Eyes that Lead: The History of Guide Dogs for the Blind in East Central Europe and Beyond
Reserve Your Seat (CUID Only) Register for Zoom Webinar Watch on YouTube

 

Location Note

1219 International Affairs Building
420 W 118th Street, 12th floor

This event is in-person for CUID card holders only. In-person attendees must be in compliance with Columbia University’s health protocols for returning to campus. Pre-registration, valid CUID card, and valid green pass are required for admittance. All other attendees may participate virtually on Zoom or YouTube.

 

Please join the East Central European Center at the Harriman Institute for a lecture by Monika Baár, István Deák Visiting Professor at the Harriman Institute. Moderated by ECEC co-directors Aleksandar Bošković and Christopher Caes.
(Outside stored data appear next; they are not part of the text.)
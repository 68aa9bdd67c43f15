//! # Harness configuration
//!
//! Connection settings for one suite run. Values arrive through the CLI,
//! where each flag falls back to its `IDEACHECK_*` environment variable and
//! then to the defaults below.

use std::fmt;
use std::time::Duration;

use crate::error::HarnessError;
use crate::testing::steps::DEFAULT_MISSING_IDEA_ID;

pub const ENV_BASE_URL: &str = "IDEACHECK_BASE_URL";
pub const ENV_STATIC_TOKEN: &str = "IDEACHECK_STATIC_TOKEN";
pub const ENV_LOGIN_EMAIL: &str = "IDEACHECK_LOGIN_EMAIL";
pub const ENV_LOGIN_PASSWORD: &str = "IDEACHECK_LOGIN_PASSWORD";
pub const ENV_TIMEOUT_MS: &str = "IDEACHECK_TIMEOUT_MS";
pub const ENV_MISSING_IDEA_ID: &str = "IDEACHECK_MISSING_IDEA_ID";

pub const DEFAULT_BASE_URL: &str = "http://localhost:84";
pub const DEFAULT_TIMEOUT_MS: u64 = 30_000;

/// Fully resolved settings for one suite run.
#[derive(Clone, PartialEq, Eq)]
pub struct HarnessConfig {
    pub base_url: String,
    pub static_token: Option<String>,
    pub login_email: Option<String>,
    pub login_password: Option<String>,
    pub timeout: Duration,
    /// Identifier the rejection steps expect the server not to know.
    pub missing_idea_id: String,
    /// Also run checks beyond the seven core steps.
    pub extended: bool,
}

impl Default for HarnessConfig {
    fn default() -> Self {
        Self {
            base_url: DEFAULT_BASE_URL.to_string(),
            static_token: None,
            login_email: None,
            login_password: None,
            timeout: Duration::from_millis(DEFAULT_TIMEOUT_MS),
            missing_idea_id: DEFAULT_MISSING_IDEA_ID.to_string(),
            extended: false,
        }
    }
}

impl fmt::Debug for HarnessConfig {
    fn fmt(&self, f: &mut fmt::Formatter<'_>) -> fmt::Result {
        f.debug_struct("HarnessConfig")
            .field("base_url", &self.base_url)
            .field("static_token", &self.static_token.as_ref().map(|_| "<redacted>"))
            .field("login_email", &self.login_email)
            .field("login_password", &self.login_password.as_ref().map(|_| "<redacted>"))
            .field("timeout", &self.timeout)
            .field("missing_idea_id", &self.missing_idea_id)
            .field("extended", &self.extended)
            .finish()
    }
}

impl HarnessConfig {
    pub fn validate(&self) -> Result<(), HarnessError> {
        let base_url = self.base_url.trim();
        if base_url.is_empty() {
            return Err(HarnessError::Config("base URL cannot be empty".to_string()));
        }
        reqwest::Url::parse(base_url)
            .map_err(|e| HarnessError::Config(format!("invalid base URL `{base_url}`: {e}")))?;
        if self.timeout.is_zero() {
            return Err(HarnessError::Config("timeout must be greater than zero".to_string()));
        }
        if self.missing_idea_id.trim().is_empty() {
            return Err(HarnessError::Config("missing idea id cannot be empty".to_string()));
        }
        Ok(())
    }
}

/// Blank strings count as unset.
pub fn non_blank(value: Option<&str>) -> Option<String> {
    value
        .map(str::trim)
        .filter(|v| !v.is_empty())
        .map(str::to_string)
}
The lecture explores a hitherto overlooked episode in the history of human-animal relations: the establishment of professional guide dog training after the First World War, which had its origins in Central Europe. Under this scheme, dogs became helpers, and, furthermore, equal partners to disabled soldiers and soon thereafter also to blind civilians. The lecture shows how the resultant cooperation between guide dogs and their owners placed the human–animal bond on a new footing. It also reveals how an idea initiated by veterans of the German and Austro-Hungarian army spread across the world and what adjustments were necessary to make the scheme suitable for different economic, cultural and social settings. In a broader context the lecture seeks to call attention to the potentials of the burgeoning fields of animal studies and disability histories for the study of East Central Europe.

 

Monika Baár is Professor by Special Appointment in Central European Studies in the Institute for History at Leiden University. Her early career interests included the history of historiography, cultural history and political thought in East-Central Europe. She is author of the monograph Historians and Nationalism: East Central Europe in the Nineteenth Century (Oxford University Press, 2010) and one of the co-authors of the two-volume book Trencsényi et alii, A History of Modern Political Thought in East Central Europe. More recently her interest has shifted to the history of disability and animal studies and she is at present completing the ERC Consolidator Grant Rethinking Disability: the Global Impact of the International Year of Disabled Persons (1981) in Historical Perspective, which was also turned into a comics series. Publications in this field include the article “Disability and Civil Courage under State Socialism: the Scandal about the Hungarian Guide Dog School” in Past and Present (2015) and a co-edited special issue “Rethinking Transition in Eastern Europe through the Lens of Disability” that is forthcoming in the journal Problems of Post-Communism.